Fino a pochi anni fa, al Cavanis di Possagno si trovavano gli insegnanti... di sempre. Un ex allievo che tornava, anche dopo vent'anni dal diploma, si trovava sostanzialmente i suoi stessi insegnanti che continuavano a insegnare da noi. Vi era cioè 

quella che un tempo si chiamava "continuità didattica". E per certi aspetti c'è ancora al Cavanis di Possagno: ci sono ancora alcuni insegnanti che sono in cattedra da venti, anche trenta e più anni. Con grande esperienza e con la fortuna di fare scuola, talvolta, ai figli degli ex allievi e con la fiducia di mandare al Cavanis anche i propri figli!
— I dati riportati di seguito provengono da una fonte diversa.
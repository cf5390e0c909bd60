//! Binds an experiment directory to a pinned commit of its upstream code repository.
//!
//! The version-control tool itself sits behind [`VersionControl`]; [`GitCli`] drives
//! the `git` binary. A successful bind is recorded in `.esme/binding.yaml`, and that
//! record is what makes a later `create` for the same experiment a no-op.

mod git;
#[cfg(any(test, feature = "fake"))]
pub mod fake;

use std::fs;
use std::path::{Path, PathBuf};

use chrono::{DateTime, Utc};
use esme_core::{atomic_write_bytes, EsmeError, IoContext, Result, STATE_DIR};
use serde::{Deserialize, Serialize};

pub use git::GitCli;

pub const REMOTE: &str = "origin";
pub const BRANCH: &str = "main";
const BINDING_FILE: &str = "binding.yaml";

/// Operations the provenance protocol needs from a version-control tool.
pub trait VersionControl {
    /// Create a repository rooted at `dir`, or open the one already there.
    fn init(&self, dir: &Path) -> Result<()>;
    /// Tracked files carry uncommitted modifications.
    fn is_dirty(&self, dir: &Path) -> Result<bool>;
    /// Add `name -> url` unless a remote called `name` already exists.
    fn ensure_remote(&self, dir: &Path, name: &str, url: &str) -> Result<()>;
    fn fetch(&self, dir: &Path, remote: &str) -> Result<()>;
    /// Create or reuse `branch` tracking `upstream`, and check it out.
    fn checkout_tracking(&self, dir: &Path, branch: &str, upstream: &str) -> Result<()>;
    /// Detach the working copy at exactly `rev`.
    fn pin(&self, dir: &Path, rev: &str) -> Result<()>;
    fn update_submodules(&self, dir: &Path) -> Result<()>;
    /// Current commit id, `None` for a repository with no commits.
    fn head(&self, dir: &Path) -> Result<Option<String>>;
}

#[derive(Debug, Clone, PartialEq, Eq, Serialize, Deserialize)]
pub struct BindingRecord {
    pub code_repository_url: String,
    pub code_commit_hash: String,
    pub head: String,
    pub bound_at: DateTime<Utc>,
}

impl BindingRecord {
    pub fn matches(&self, code_url: &str, code_hash: &str) -> bool {
        self.code_repository_url == code_url && self.code_commit_hash == code_hash
    }
}

#[derive(Debug, Clone, PartialEq, Eq)]
pub enum Outcome {
    /// The working copy was bound to the pinned commit by this call.
    Bound(BindingRecord),
    /// A matching binding already existed; nothing was mutated.
    AlreadyBound(BindingRecord),
    /// Local modifications prevented any mutation.
    Blocked(String),
}

impl Outcome {
    pub fn is_blocked(&self) -> bool {
        matches!(self, Outcome::Blocked(_))
    }

    /// Turn `Blocked` into [`EsmeError::ProvenanceBlocked`].
    pub fn into_result(self) -> Result<BindingRecord> {
        match self {
            Outcome::Bound(r) | Outcome::AlreadyBound(r) => Ok(r),
            Outcome::Blocked(reason) => Err(EsmeError::ProvenanceBlocked(reason)),
        }
    }
}

pub fn binding_path(experiment_dir: &Path) -> PathBuf {
    experiment_dir.join(STATE_DIR).join(BINDING_FILE)
}

pub fn read_binding(experiment_dir: &Path) -> Result<Option<BindingRecord>> {
    let path = binding_path(experiment_dir);
    if !path.exists() {
        return Ok(None);
    }
    let text = fs::read_to_string(&path).at(&path)?;
    let record = serde_yaml::from_str(&text).map_err(|e| EsmeError::yaml(&path, e))?;
    Ok(Some(record))
}

/// An experiment directory opened as a version-control working copy.
pub struct Provenance<'a, V: VersionControl + ?Sized> {
    vcs: &'a V,
    dir: PathBuf,
}

impl<'a, V: VersionControl + ?Sized> Provenance<'a, V> {
    pub fn open(vcs: &'a V, experiment_dir: &Path) -> Result<Self> {
        vcs.init(experiment_dir)?;
        Ok(Self {
            vcs,
            dir: experiment_dir.to_path_buf(),
        })
    }

    pub fn dir(&self) -> &Path {
        &self.dir
    }

    pub fn is_dirty(&self) -> Result<bool> {
        self.vcs.is_dirty(&self.dir)
    }

    pub fn recorded(&self) -> Result<Option<BindingRecord>> {
        read_binding(&self.dir)
    }

    /// Run the remote/fetch/checkout/pin/submodule sequence and record the binding.
    ///
    /// The caller is responsible for having checked [`Self::is_dirty`]. A failure
    /// part-way leaves the working copy as it is and writes no record.
    pub fn bind(&self, code_url: &str, code_hash: &str) -> Result<BindingRecord> {
        if code_url.trim().is_empty() {
            return Err(EsmeError::config("code_repository_url is empty"));
        }
        if code_hash.trim().is_empty() {
            return Err(EsmeError::config("code_commit_hash is empty"));
        }

        tracing::info!(dir = %self.dir.display(), url = code_url, hash = code_hash, "binding experiment");
        self.vcs.ensure_remote(&self.dir, REMOTE, code_url)?;
        self.vcs.fetch(&self.dir, REMOTE)?;
        let upstream = format!("{}/{}", REMOTE, BRANCH);
        self.vcs.checkout_tracking(&self.dir, BRANCH, &upstream)?;
        self.vcs.pin(&self.dir, code_hash)?;

        let head = self
            .vcs
            .head(&self.dir)?
            .ok_or_else(|| EsmeError::provenance("pin", "HEAD is unborn after checkout"))?;
        if !head_matches(&head, code_hash) {
            return Err(EsmeError::provenance(
                "pin",
                format!("HEAD is {} but {} was requested", head, code_hash),
            ));
        }

        self.vcs.update_submodules(&self.dir)?;

        let record = BindingRecord {
            code_repository_url: code_url.to_string(),
            code_commit_hash: code_hash.to_string(),
            head,
            bound_at: Utc::now(),
        };
        let yaml = serde_yaml::to_string(&record)
            .map_err(|e| EsmeError::yaml(binding_path(&self.dir), e))?;
        atomic_write_bytes(&binding_path(&self.dir), yaml.as_bytes())?;
        tracing::info!(head = %record.head, "experiment bound");
        Ok(record)
    }
}

/// Open `experiment_dir`, refuse if dirty, and bind it to `code_hash` of `code_url`.
pub fn establish<V: VersionControl + ?Sized>(
    vcs: &V,
    experiment_dir: &Path,
    code_url: &str,
    code_hash: &str,
) -> Result<Outcome> {
    let prov = Provenance::open(vcs, experiment_dir)?;
    if prov.is_dirty()? {
        tracing::warn!(dir = %experiment_dir.display(), "working copy has local changes, not binding");
        return Ok(Outcome::Blocked("local changes present".to_string()));
    }
    if let Some(existing) = check_identity(&prov, code_url, code_hash)? {
        return Ok(Outcome::AlreadyBound(existing));
    }
    prov.bind(code_url, code_hash).map(Outcome::Bound)
}

/// Returns the existing record if it matches; errors if it names a different identity.
pub fn check_identity<V: VersionControl + ?Sized>(
    prov: &Provenance<'_, V>,
    code_url: &str,
    code_hash: &str,
) -> Result<Option<BindingRecord>> {
    match prov.recorded()? {
        Some(existing) if existing.matches(code_url, code_hash) => Ok(Some(existing)),
        Some(existing) => Err(EsmeError::config(format!(
            "experiment is already bound to {} at {}; refusing to rebind to {} at {}",
            existing.code_repository_url, existing.code_commit_hash, code_url, code_hash
        ))),
        None => Ok(None),
    }
}

fn head_matches(head: &str, requested: &str) -> bool {
    let requested = requested.trim();
    if !requested.chars().all(|c| c.is_ascii_hexdigit()) {
        // symbolic revision (tag, branch); git already resolved it
        return true;
    }
    head.to_ascii_lowercase()
        .starts_with(&requested.to_ascii_lowercase())
}

#[cfg(test)]
mod tests {
    use super::*;
    use crate::fake::FakeVcs;

    const URL: &str = "https://example.org/model.git";
    const HASH: &str = "0123abcd";

    #[test]
    fn establish_runs_protocol_in_order() {
        let dir = tempfile::tempdir().expect("tempdir");
        let vcs = FakeVcs::new();
        let outcome = establish(&vcs, dir.path(), URL, HASH).expect("establish");
        let record = match outcome {
            Outcome::Bound(r) => r,
            other => panic!("expected Bound, got {:?}", other),
        };
        assert_eq!(record.code_commit_hash, HASH);
        assert_eq!(
            vcs.calls(),
            vec![
                "init",
                "is_dirty",
                "ensure_remote origin https://example.org/model.git",
                "fetch origin",
                "checkout_tracking main origin/main",
                "pin 0123abcd",
                "head",
                "update_submodules",
            ]
        );
        assert!(binding_path(dir.path()).exists());
    }

    #[test]
    fn dirty_working_copy_blocks_without_mutation() {
        let dir = tempfile::tempdir().expect("tempdir");
        let vcs = FakeVcs::new().dirty();
        let outcome = establish(&vcs, dir.path(), URL, HASH).expect("establish");
        assert_eq!(outcome, Outcome::Blocked("local changes present".to_string()));
        assert_eq!(vcs.calls(), vec!["init", "is_dirty"]);
        assert_eq!(vcs.state().branch, None);
        assert!(!binding_path(dir.path()).exists());

        let err = outcome.into_result().expect_err("blocked");
        assert_eq!(err.code(), "provenance_blocked");
    }

    #[test]
    fn failed_fetch_leaves_no_binding() {
        let dir = tempfile::tempdir().expect("tempdir");
        let vcs = FakeVcs::new().failing_on("fetch");
        let err = establish(&vcs, dir.path(), URL, HASH).expect_err("fetch fails");
        assert_eq!(err.code(), "provenance_failure");
        assert!(read_binding(dir.path()).expect("read").is_none());
        assert!(!vcs.calls().iter().any(|c| c.starts_with("pin")));
    }

    #[test]
    fn failed_submodule_update_leaves_no_binding() {
        let dir = tempfile::tempdir().expect("tempdir");
        let vcs = FakeVcs::new().failing_on("update_submodules");
        assert!(establish(&vcs, dir.path(), URL, HASH).is_err());
        assert!(read_binding(dir.path()).expect("read").is_none());
    }

    #[test]
    fn second_establish_is_already_bound() {
        let dir = tempfile::tempdir().expect("tempdir");
        let vcs = FakeVcs::new();
        establish(&vcs, dir.path(), URL, HASH).expect("first");
        let again = FakeVcs::new();
        let outcome = establish(&again, dir.path(), URL, HASH).expect("second");
        assert!(matches!(outcome, Outcome::AlreadyBound(_)));
        assert_eq!(again.calls(), vec!["init", "is_dirty"]);
    }

    #[test]
    fn rebinding_to_another_commit_is_refused() {
        let dir = tempfile::tempdir().expect("tempdir");
        establish(&FakeVcs::new(), dir.path(), URL, HASH).expect("first");
        let err = establish(&FakeVcs::new(), dir.path(), URL, "ffff0000").expect_err("rebind");
        assert_eq!(err.code(), "configuration_error");
    }

    #[test]
    fn pin_mismatch_is_a_failure() {
        let dir = tempfile::tempdir().expect("tempdir");
        let vcs = FakeVcs::new().with_resolved_head("9999999999");
        let err = establish(&vcs, dir.path(), URL, HASH).expect_err("mismatch");
        assert!(err.to_string().contains("was requested"), "{}", err);
    }

    #[test]
    fn head_matching_accepts_abbreviations_and_symbolic_revs() {
        assert!(head_matches("0123abcdef99", "0123ABCD"));
        assert!(!head_matches("fedcba", "0123"));
        assert!(head_matches("fedcba", "v1.2.0"));
    }
}
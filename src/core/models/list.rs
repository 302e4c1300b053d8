//! Board list model

use serde::{Deserialize, Serialize};

/// A list (column) on the board
#[derive(Debug, Clone, PartialEq, Serialize, Deserialize)]
pub struct BoardList {
    /// List identifier
    pub id: String,
    /// Display name, which is what users configure as "done"
    pub name: String,
    /// Whether the list is archived
    #[serde(default)]
    pub closed: bool,
    /// Sort position on the board
    #[serde(default)]
    pub position: f64,
}

impl BoardList {
    /// Create an open list at position 0
    pub fn new(id: impl Into<String>, name: impl Into<String>) -> Self {
        Self {
            id: id.into(),
            name: name.into(),
            closed: false,
            position: 0.0,
        }
    }
}
//! Burndown command - weekly expected vs actual remaining cards

use trello_sprint::core::models::IdealCurve;
use trello_sprint::core::services::{build_burndown_with, select_sprint_cards};
use trello_sprint::output::BurndownReport;

use super::board::{load_board, load_settings};
use crate::cli::app::Session;

/// Compute and print the sprint burndown
pub fn burndown(curve: IdealCurve, session: &Session) -> anyhow::Result<()> {
    let (_, settings) = load_settings()?;
    let board = load_board(session)?;

    let Some(sprint) = settings.configuration(&board.lists) else {
        anyhow::bail!("sprint dates not set; run `trello-sprint dates set <start> <end>`");
    };

    if sprint.done_list_ids.is_empty() {
        log::warn!("none of the done columns exist on this board; nothing will count as done");
    }

    let cards = select_sprint_cards(
        &board.cards,
        &sprint.explicit_card_ids,
        &sprint.sprint_label_names,
    );
    log::debug!("{} of {} cards are in the sprint", cards.len(), board.cards.len());

    let burndown = build_burndown_with(
        cards.iter().copied(),
        &sprint.done_list_ids,
        sprint.window.start,
        sprint.window.end,
        curve,
    );

    BurndownReport::new(
        board.info.name,
        curve,
        sprint.window.start,
        sprint.window.end,
        sprint.explicit_card_ids.len(),
        burndown,
    )
    .render(session.output_mode);
    Ok(())
}
//! File-based settings store
//!
//! All settings live in one flat JSON object, read and rewritten as a whole
//! on every access. The file is small and written rarely.

use std::collections::BTreeMap;
use std::fs;
use std::path::{Path, PathBuf};

use anyhow::Context;

use crate::core::ports::SettingsStore;

/// Settings store backed by a JSON file
#[derive(Debug, Clone)]
pub struct JsonFileStore {
    path: PathBuf,
}

impl JsonFileStore {
    /// Create a store for the given file (created on first write)
    #[must_use]
    pub const fn new(path: PathBuf) -> Self {
        Self { path }
    }

    /// Create a store at the default settings location
    #[must_use]
    pub fn default_location() -> Self {
        Self::new(crate::paths::settings_file())
    }

    /// The backing file
    #[must_use]
    pub fn path(&self) -> &Path {
        &self.path
    }

    fn read_all(&self) -> anyhow::Result<BTreeMap<String, String>> {
        if !self.path.exists() {
            return Ok(BTreeMap::new());
        }
        let content = fs::read_to_string(&self.path)
            .with_context(|| format!("failed to read {}", self.path.display()))?;
        if content.trim().is_empty() {
            return Ok(BTreeMap::new());
        }
        serde_json::from_str(&content)
            .with_context(|| format!("settings file {} is not a JSON object", self.path.display()))
    }
}

impl SettingsStore for JsonFileStore {
    fn get(&self, key: &str) -> anyhow::Result<Option<String>> {
        Ok(self.read_all()?.remove(key))
    }

    fn set(&self, key: &str, value: &str) -> anyhow::Result<()> {
        let mut values = self.read_all()?;
        values.insert(key.to_string(), value.to_string());

        if let Some(parent) = self.path.parent() {
            fs::create_dir_all(parent)?;
        }
        let content = serde_json::to_string_pretty(&values)?;
        fs::write(&self.path, content)
            .with_context(|| format!("failed to write {}", self.path.display()))?;
        log::debug!("wrote {key} to {}", self.path.display());
        Ok(())
    }
}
Ma al Cavanis di Possagno abbiamo scoperto che il rinnovo di alcuni insegnanti, ogni anno, porta più benefici che fragilità ai corsi scolastici: da alcuni anni, con le grandi riforme della scuola italiana, ci sono stati di continuo nuovi ingressi tra i docenti. Sono tutte persone laureate, abilitate, che hanno già alcuni anni di esperienza tra i ragazzi, anche nella scuola statale. Sono docenti che insegnano con competenza e motivazione, che si dedicano con sollecitudine e arguzia e che, grazie all'età, manifestano nel lavoro quella freschezza e quell'aggiornamento di cui avevamo bisogno... E di buono c'è anche che i giovani insegnanti abbracciano presto  il carisma Cavanis, cioè quella particolare attenzione alla persona che fa la differenza e che ci viene ricordata dagli ex allievi quando tornano a trovarci e ci parlano bene della formazione ricevuta. Perché davvero, l'allievo, prima che uno studente, è una persona, in divenire, in crescita, in via di maturazione... E quello che conta è percorrere insieme un cammino di scoperta di sè, attraverso gli adulti significativi.